1 mai 2015
Les dissensions toujours palpables 15 ans plus tard
Par: Julie Lambert

La fusion de Sorel et de Tracy célèbre sa quinzième année en 2015. Malgré le nombre d’années qui se sont écoulées depuis, les points de vue sur cette grande décision sont toujours aussi divergents entre ses instigateurs et ses opposants.

Une année entière aura été nécessaire pour réaliser ce rêve initié par un regroupement d’hommes d’affaires de la région. Trois grandes étapes ont dû être réalisées, soit une étude de faisabilité, la tenue d’un référendum dans les municipalités de Tracy, Saint-Joseph-de-Sorel et Sainte-Anne-de-Sorel ainsi que l’élection du nouveau maire.

La mairesse de Sainte-Anne de l’époque, Réjane Salvail, se rappelle encore du contexte dans lequel s’est vécue cette prise de décision.
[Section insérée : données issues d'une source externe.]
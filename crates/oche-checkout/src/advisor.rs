//! Checkout possibility checks and route suggestions.

use crate::tables::{IMPOSSIBLE_CHECKOUTS, MAX_CHECKOUT, routes_for};

/// True if `score` can be taken out in a single visit.
///
/// A score qualifies when it is at most [`MAX_CHECKOUT`], is not one of the
/// seven impossible totals, and is either even or carries a tabulated route.
pub fn is_checkout_possible(score: u32) -> bool {
    if score > MAX_CHECKOUT {
        return false;
    }
    if IMPOSSIBLE_CHECKOUTS.contains(&score) {
        return false;
    }
    score % 2 == 0 || routes_for(score).is_some()
}

/// Suggested finishing combinations for `score`, or `None` when no
/// single-visit finish exists.
///
/// Tabulated scores return their chart entries. For reachable scores the
/// chart misses, an even value up to 40 falls back to the bare double and
/// anything else gets a generic placeholder with no combination detail.
pub fn checkout_routes(score: u32) -> Option<Vec<String>> {
    if !is_checkout_possible(score) {
        return None;
    }
    Some(suggest(routes_for(score), score))
}

/// Route synthesis behind [`checkout_routes`]: chart entries when present,
/// fallbacks otherwise.
fn suggest(tabulated: Option<&[&str]>, score: u32) -> Vec<String> {
    if let Some(routes) = tabulated {
        return routes.iter().map(|route| (*route).to_string()).collect();
    }
    if score % 2 == 0 && score <= 40 {
        return vec![format!("D{}", score / 2)];
    }
    vec!["Checkout possible".to_string()]
}

#[cfg(test)]
mod tests {
    use super::*;

    #[test]
    fn common_finishes_are_possible() {
        for score in [2, 32, 40, 100, 167, 170] {
            assert!(is_checkout_possible(score), "score {score}");
        }
    }

    #[test]
    fn tabulated_odd_scores_are_possible() {
        for score in [1, 3, 39, 97, 161] {
            assert!(is_checkout_possible(score), "score {score}");
        }
    }

    #[test]
    fn scores_above_the_cap_are_not_possible() {
        assert!(!is_checkout_possible(171));
        assert!(!is_checkout_possible(180));
        assert!(!is_checkout_possible(501));
    }

    #[test]
    fn impossible_scores_are_not_possible() {
        for &score in IMPOSSIBLE_CHECKOUTS {
            assert!(!is_checkout_possible(score), "score {score}");
        }
    }

    #[test]
    fn routes_for_the_maximum_finish() {
        assert_eq!(checkout_routes(170), Some(vec!["T20 T20 Bull".to_string()]));
    }

    #[test]
    fn routes_for_bare_doubles() {
        assert_eq!(checkout_routes(40), Some(vec!["D20".to_string()]));
        assert_eq!(checkout_routes(32), Some(vec!["D16".to_string()]));
    }

    #[test]
    fn routes_for_tabulated_odd_scores() {
        assert_eq!(
            checkout_routes(39),
            Some(vec!["S7 D16".to_string(), "S19 D10".to_string()])
        );
        assert_eq!(checkout_routes(3), Some(vec!["S1 D1".to_string()]));
    }

    #[test]
    fn no_routes_when_not_possible() {
        assert!(checkout_routes(171).is_none());
        assert!(checkout_routes(169).is_none());
        assert!(checkout_routes(162).is_none());
    }

    #[test]
    fn fallback_suggests_the_bare_double() {
        // The shipped chart covers these, so exercise the synthesis
        // directly.
        assert_eq!(suggest(None, 38), vec!["D19".to_string()]);
        assert_eq!(suggest(None, 40), vec!["D20".to_string()]);
    }

    #[test]
    fn fallback_placeholder_for_everything_else() {
        assert_eq!(suggest(None, 42), vec!["Checkout possible".to_string()]);
        assert_eq!(suggest(None, 55), vec!["Checkout possible".to_string()]);
    }
}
En 1999, c’est la situation financière de Sorel qui avait rebuté la majorité de ses citoyens et son conseil municipal à envisager la fusion, souligne-t-elle.

« La municipalité n’avait pas de dettes. Elle avait même un surplus. Nous avions les meilleurs services à des coûts minimes. J’ai été une vraie tigresse pour défendre les intérêts de mes citoyens. Pour nous, cela n’aurait pas été rentable. J’ai toujours eu la population derrière moi et encore aujourd’hui, mon opinion n’a pas changé », mentionne-t-elle.

L’ancien maire de Tracy et président du comité en faveur de la fusion, Émile Parent, pense toujours que la fusion était nécessaire pour la région. Il aurait toutefois fallu, souligne-t-il, que les quatre municipalités soient fusionnées pour créer une activité économique très forte.

« Je déplore que Tracy et Sorel ne semblent pas encore incorporées. Elles semblent toujours aussi séparées. Tracy a été négligée. Au moment de la fusion, elle était bien entretenue et le déneigement était mieux fait parce que c’était une priorité pour les élus. Au niveau économique, ce secteur n’a pas reçu grand-chose n’ont plus », pense-t-il.

Un ancien militant dans le comité du non, Alain Lemire, reste également campé sur ses positions. Selon lui, la dette ainsi que la vétusté des infrastructures nuisaient à Tracy alors que cette dernière était en bonne santé financière.

« On ne peut plus revenir dans le passé, mais il y a des gens qui me disent encore qu’on n’aurait jamais dû faire ça. On nous avait dit que la fusion allait nous aider à faire travailler des gens, mais l’économie ne marche pas fort. Je pense que cela n’a rien apporté à Tracy. Nous n’avons pas eu un effet gagnant-gagnant et c’est dur à avaler », pense M. Lemire.

Le conseil municipal du secteur Saint-Laurent, Yvon Bibeau, a été élu dans le nouveau conseil municipal de la ville fusionnée. Cette décision a permis, croit-il, de mettre fin à l’éternelle compétition qui existait entre les deux municipalités.

Cela a mis fin à la réalisation de projets en double, souligne-t-il. Il cite en exemple les bibliothèques municipales et les parcs industriels que l’on retrouve sur chacun des territoires.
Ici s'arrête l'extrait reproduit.